From thence the journey progressed to the falls below Oregon City.

At the portage, we walked along a narrow plank walk built up on the side of the river bank which rose in a high rounded hill. Its noble outline stood dark with giant firs against a blue spring sky; the rushing, silvery flood of the Willamette swept below us past a bank fringed with wild currants just coming into bloom.

At the end of the walk there stood a house which represented itself as a resting place for weary travelers. We spent the night there but Alas! for rest; the occupants were convivial and “drowned the shamrock” all night long; as no doubt they felt obliged to do for wasn’t it “St. Patrick’s Day in the mornin’?”

Most likely we three, the juveniles, slumbered peacefully until aroused to learn that we were about to start “sure enough” for grandfather’s farm in the Waldo Hills.

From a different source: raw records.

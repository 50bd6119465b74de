use std::sync::LazyLock;

pub struct UiText {
    pub app_title: String,

    // --- NAVIGATION ---
    pub nav_top_coins: String,
    pub nav_overview: String,
    pub nav_analyst: String,
    pub nav_help: String,

    // --- TOP COINS ---
    pub top_coins_heading: String,
    pub top_coins_headers: [&'static str; 7],

    // --- OVERVIEW ---
    pub overview_heading: String,
    pub overview_latest: String,
    pub overview_total_coins: String,
    pub overview_total_volume: String,
    pub overview_leader: String,

    // --- ANALYST ---
    pub analyst_heading: String,
    pub analyst_symbol_label: String,
    pub analyst_symbol_hint: String,
    pub analyst_button: String,
    pub analyst_no_history: String,
    pub analyst_snapshot_name: String,
    pub analyst_snapshot_rank: String,
    pub analyst_snapshot_market_cap: String,
    pub analyst_snapshot_volume: String,
    pub analyst_snapshot_change: String,

    // --- PLOT LABELS ---
    pub series_market_cap: String,
    pub series_total_market_cap: String,

    // --- STATUS ---
    pub label_loading: String,
    pub label_reload: String,
    pub label_load_failed: String,
    pub label_no_data: String,
    pub label_updated: String,
    pub label_backend: String,

    // --- ALERT ---
    pub alert_title: String,
    pub alert_ok: String,

    // --- HELP ---
    pub help_title: String,
    pub help_shortcuts: &'static [(&'static str, &'static str)],
}

pub static UI_TEXT: LazyLock<UiText> = LazyLock::new(|| UiText {
    app_title: "Crypto Dashboard".to_string(),

    nav_top_coins: "Top Coins".to_string(),
    nav_overview: "Market Overview".to_string(),
    nav_analyst: "Coin Analyst".to_string(),
    nav_help: "Help".to_string(),

    top_coins_heading: "Top Coins by Market Cap".to_string(),
    top_coins_headers: [
        "#",
        "Name",
        "Symbol",
        "Price",
        "Market Cap",
        "Volume (24h)",
        "Change (24h)",
    ],

    overview_heading: "Total Market Cap Over Time".to_string(),
    overview_latest: "Latest".to_string(),
    overview_total_coins: "Coins".to_string(),
    overview_total_volume: "Volume".to_string(),
    overview_leader: "Leader".to_string(),

    analyst_heading: "Price History".to_string(),
    analyst_symbol_label: "Symbol".to_string(),
    analyst_symbol_hint: "e.g. BTC".to_string(),
    analyst_button: "Analyze".to_string(),
    analyst_no_history: "No price history for".to_string(),
    analyst_snapshot_name: "Name".to_string(),
    analyst_snapshot_rank: "Rank".to_string(),
    analyst_snapshot_market_cap: "Market Cap".to_string(),
    analyst_snapshot_volume: "Volume (24h)".to_string(),
    analyst_snapshot_change: "Change (24h)".to_string(),

    series_market_cap: "Market Cap (USD)".to_string(),
    series_total_market_cap: "Total Market Cap".to_string(),

    label_loading: "Loading...".to_string(),
    label_reload: "Reload".to_string(),
    label_load_failed: "Could not load data".to_string(),
    label_no_data: "No data yet".to_string(),
    label_updated: "Updated".to_string(),
    label_backend: "Backend".to_string(),

    alert_title: "Notice".to_string(),
    alert_ok: "OK".to_string(),

    help_title: "Keyboard Shortcuts".to_string(),
    help_shortcuts: &[
        ("1", "Top Coins"),
        ("2", "Market Overview"),
        ("3", "Coin Analyst"),
        ("R", "Reload current page"),
        ("H", "Toggle this help"),
        ("Esc", "Close help / alert"),
        ("Enter", "Analyze symbol (in the symbol box)"),
    ],
});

At length the log cabin home was reached and our interest deepened in everything about. So many flowers to gather as they came in lively processional, blue violets under the oaks, blue-flags all along the valley; such great, golden buttercups, larkspurs, and many a wildling we scarcely called by any name.

All the affairs of the house and garden, field and pasture seemed by us especially gotten up, for our amusement and we found endless entertainment therein.

If a cheese was made or churning done we were sure to be “hanging around” for a green curd or paring, a taste of sweet butter or a chance to lift the dasher of the old fashioned churn. The milking time was enticing, too, and we trotted down to the milking pen with our little tin cups for a drink of fresh, warm milk from the fat, lowing kine, which fed all day on rich grasses and waited at the edge of the flower decked valley for the milkers with their pails.

As summer advanced our joys increased, for there were wild strawberries and such luscious ones! no berries in after years tasted half so good.

Some artist has portrayed a group of children on a sunny slope among the hills, busy with the scarlet fruit and called it “The Strawberry of Memory;” such was the strawberry of that summer.

One brilliant June day when all the landscape was steeped in sunshine we went some distance from home to gather a large supply. It is needless to say that we, the juvenile contingent, improved the opportunity well; and when we sat at table the following day and grandfather helped us to generous pieces of strawberry “cobbler” and grandmother poured over them rich, sweet cream, our satisfaction was complete. It is likely that if we had heard of the boy who wished for a neck as long as a giraffe so that he could taste the good things all the way down, we would have echoed the sentiment.